:: Aim of the exercise ::
Please copy every line from the following entries in which the word "static" appears.

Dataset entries
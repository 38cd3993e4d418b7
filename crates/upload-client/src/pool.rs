//! Fixed-width worker pool over a queue of chunk indices.
//!
//! `width` workers pop indices from a shared queue and report each outcome
//! on a result channel. The pool finishes when every worker has exited: the
//! queue ran dry, the stop token fired, or a job failed.

use std::collections::VecDeque;
use std::future::Future;
use std::sync::{Arc, Mutex, PoisonError};

use tokio::sync::mpsc;
use tokio_util::sync::CancellationToken;

/// How a pool run ended.
#[derive(Debug)]
pub enum PoolOutcome<E> {
    /// Every index was processed successfully.
    Drained,
    /// The stop token fired before the queue was empty.
    Stopped,
    /// A job failed; the remaining workers stopped taking new indices.
    Failed { index: u32, error: E },
}

/// Runs `job` for every index with at most `width` jobs in flight.
///
/// `on_done` is called on the caller's task for each successful job, in
/// completion order. After the first failure no new index is started and
/// jobs already running are awaited.
pub async fn run_pool<J, Fut, T, E>(
    indices: Vec<u32>,
    width: usize,
    stop: &CancellationToken,
    job: J,
    mut on_done: impl FnMut(u32, T),
) -> PoolOutcome<E>
where
    J: Fn(u32) -> Fut + Send + Sync + 'static,
    Fut: Future<Output = Result<T, E>> + Send + 'static,
    T: Send + 'static,
    E: Send + 'static,
{
    if indices.is_empty() {
        return PoolOutcome::Drained;
    }

    // Workers stop on external stop, first failure, or this future being dropped.
    let halt = stop.child_token();
    let _guard = halt.clone().drop_guard();

    let queue = Arc::new(Mutex::new(VecDeque::from(indices)));
    let job = Arc::new(job);
    let (tx, mut rx) = mpsc::unbounded_channel::<(u32, Result<T, E>)>();

    for _ in 0..width.max(1) {
        let queue = queue.clone();
        let job = job.clone();
        let halt = halt.clone();
        let tx = tx.clone();
        tokio::spawn(async move {
            loop {
                if halt.is_cancelled() {
                    break;
                }
                let next = queue
                    .lock()
                    .unwrap_or_else(PoisonError::into_inner)
                    .pop_front();
                let Some(index) = next else { break };
                let result = job(index).await;
                let failed = result.is_err();
                if tx.send((index, result)).is_err() || failed {
                    break;
                }
            }
        });
    }
    drop(tx);

    let mut failure = None;
    while let Some((index, result)) = rx.recv().await {
        match result {
            Ok(value) => on_done(index, value),
            Err(error) => {
                halt.cancel();
                failure.get_or_insert((index, error));
            }
        }
    }

    if let Some((index, error)) = failure {
        return PoolOutcome::Failed { index, error };
    }
    let remaining = queue.lock().unwrap_or_else(PoisonError::into_inner).len();
    if remaining == 0 {
        PoolOutcome::Drained
    } else {
        PoolOutcome::Stopped
    }
}

#[cfg(test)]
mod tests {
    use std::sync::atomic::{AtomicUsize, Ordering};
    use std::time::Duration;

    use super::*;

    #[tokio::test]
    async fn processes_every_index_once() {
        let stop = CancellationToken::new();
        let mut done = Vec::new();
        let outcome = run_pool(
            (0..20).collect(),
            3,
            &stop,
            |i| async move { Ok::<_, ()>(i * 2) },
            |i, v| {
                assert_eq!(v, i * 2);
                done.push(i);
            },
        )
        .await;

        assert!(matches!(outcome, PoolOutcome::Drained));
        done.sort();
        assert_eq!(done, (0..20).collect::<Vec<_>>());
    }

    #[tokio::test(start_paused = true)]
    async fn never_exceeds_width() {
        let running = Arc::new(AtomicUsize::new(0));
        let peak = Arc::new(AtomicUsize::new(0));
        let stop = CancellationToken::new();

        let (r, p) = (running.clone(), peak.clone());
        let outcome = run_pool(
            (0..12).collect(),
            4,
            &stop,
            move |_| {
                let (r, p) = (r.clone(), p.clone());
                async move {
                    let now = r.fetch_add(1, Ordering::SeqCst) + 1;
                    p.fetch_max(now, Ordering::SeqCst);
                    tokio::time::sleep(Duration::from_millis(10)).await;
                    r.fetch_sub(1, Ordering::SeqCst);
                    Ok::<_, ()>(())
                }
            },
            |_, _| {},
        )
        .await;

        assert!(matches!(outcome, PoolOutcome::Drained));
        assert_eq!(peak.load(Ordering::SeqCst), 4);
        assert_eq!(running.load(Ordering::SeqCst), 0);
    }

    #[tokio::test]
    async fn failure_stops_new_work() {
        let started = Arc::new(AtomicUsize::new(0));
        let stop = CancellationToken::new();

        let s = started.clone();
        let outcome = run_pool(
            (0..50).collect(),
            1,
            &stop,
            move |i| {
                s.fetch_add(1, Ordering::SeqCst);
                async move { if i == 2 { Err("boom") } else { Ok(()) } }
            },
            |_, _| {},
        )
        .await;

        match outcome {
            PoolOutcome::Failed { index, error } => {
                assert_eq!(index, 2);
                assert_eq!(error, "boom");
            }
            other => panic!("unexpected outcome: {other:?}"),
        }
        assert_eq!(started.load(Ordering::SeqCst), 3);
    }

    #[tokio::test(start_paused = true)]
    async fn stop_leaves_queue_unfinished() {
        let stop = CancellationToken::new();
        let trigger = stop.clone();
        let mut completed = 0;

        let outcome = run_pool(
            (0..10).collect(),
            2,
            &stop,
            move |i| {
                let trigger = trigger.clone();
                async move {
                    if i == 3 {
                        trigger.cancel();
                    }
                    tokio::time::sleep(Duration::from_millis(5)).await;
                    Ok::<_, ()>(())
                }
            },
            |_, _| completed += 1,
        )
        .await;

        assert!(matches!(outcome, PoolOutcome::Stopped));
        assert!(completed < 10);
    }

    #[tokio::test]
    async fn empty_queue_is_drained() {
        let stop = CancellationToken::new();
        let outcome =
            run_pool(Vec::new(), 3, &stop, |_| async { Ok::<(), ()>(()) }, |_, _| {}).await;
        assert!(matches!(outcome, PoolOutcome::Drained));
    }
}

:: Written answer ::
    J: Fn(u32) -> Fut + Send + Sync + 'static,
    Fut: Future<Output = Result<T, E>> + Send + 'static,
    T: Send + 'static,
    E: Send + 'static,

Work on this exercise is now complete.